(Stored data)
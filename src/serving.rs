//! 서빙 포맷 변환 모듈
//!
//! 검증을 통과한 레코드를 서빙 시스템이 소비하는 고정 형태로 사영합니다.
//! 순수 함수이며 검증이 필드 존재를 보장하므로 항상 성공합니다.

use serde::{Deserialize, Serialize};
use serde_json::Value;

use crate::schema::ValidatedRecord;

/// 서빙 레코드 (출력 한 줄)
///
/// 최상위 키는 `model_control`과 `data` 두 개뿐이며
/// 필드 선언 순서가 곧 직렬화 키 순서입니다.
#[derive(Debug, Clone, Serialize, Deserialize, PartialEq)]
pub struct ServingRecord {
    pub model_control: ModelControl,
    pub data: Vec<ServingTurn>,
}

/// 모델 제어 블록
#[derive(Debug, Clone, Serialize, Deserialize, PartialEq)]
pub struct ModelControl {
    /// 입력의 `model_control.system_data`를 그대로 통과 (기본: 빈 시퀀스)
    pub system_data: Vec<Value>,
}

/// 서빙 포맷의 턴 하나
#[derive(Debug, Clone, Serialize, Deserialize, PartialEq)]
pub struct ServingTurn {
    pub role: String,
    pub name: String,
    pub text: String,
}

/// 검증된 레코드를 서빙 레코드로 변환
///
/// 턴 순서는 입력 순서와 정확히 일치하며,
/// `name`이 없는 턴은 빈 문자열로 채워집니다.
pub fn to_serving(record: ValidatedRecord) -> ServingRecord {
    let (turns, system_data) = match record {
        ValidatedRecord::Strict {
            turns, system_data, ..
        } => {
            let turns = turns
                .into_iter()
                .map(|t| ServingTurn {
                    role: t.from,
                    name: String::new(),
                    text: t.value,
                })
                .collect();
            (turns, system_data)
        }
        ValidatedRecord::Legacy { turns, system_data } => {
            let turns = turns
                .into_iter()
                .map(|t| ServingTurn {
                    role: t.role,
                    name: t.name.unwrap_or_default(),
                    text: t.text,
                })
                .collect();
            (turns, system_data)
        }
    };

    ServingRecord {
        model_control: ModelControl { system_data },
        data: turns,
    }
}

### Work to complete
Copy exactly. The range runs from the line containing "pub struct ModelControl" through the last line of the data.

### Written solution
pub struct ModelControl {
    /// 입력의 `model_control.system_data`를 그대로 통과 (기본: 빈 시퀀스)
    pub system_data: Vec<Value>,
}

/// 서빙 포맷의 턴 하나
#[derive(Debug, Clone, Serialize, Deserialize, PartialEq)]
pub struct ServingTurn {
    pub role: String,
    pub name: String,
    pub text: String,
}

/// 검증된 레코드를 서빙 레코드로 변환
///
/// 턴 순서는 입력 순서와 정확히 일치하며,
/// `name`이 없는 턴은 빈 문자열로 채워집니다.
pub fn to_serving(record: ValidatedRecord) -> ServingRecord {
    let (turns, system_data) = match record {
        ValidatedRecord::Strict {
            turns, system_data, ..
        } => {
            let turns = turns
                .into_iter()
                .map(|t| ServingTurn {
                    role: t.from,
                    name: String::new(),
                    text: t.value,
                })
                .collect();
            (turns, system_data)
        }
        ValidatedRecord::Legacy { turns, system_data } => {
            let turns = turns
                .into_iter()
                .map(|t| ServingTurn {
                    role: t.role,
                    name: t.name.unwrap_or_default(),
                    text: t.text,
                })
                .collect();
            (turns, system_data)
        }
    };

    ServingRecord {
        model_control: ModelControl { system_data },
        data: turns,
    }
}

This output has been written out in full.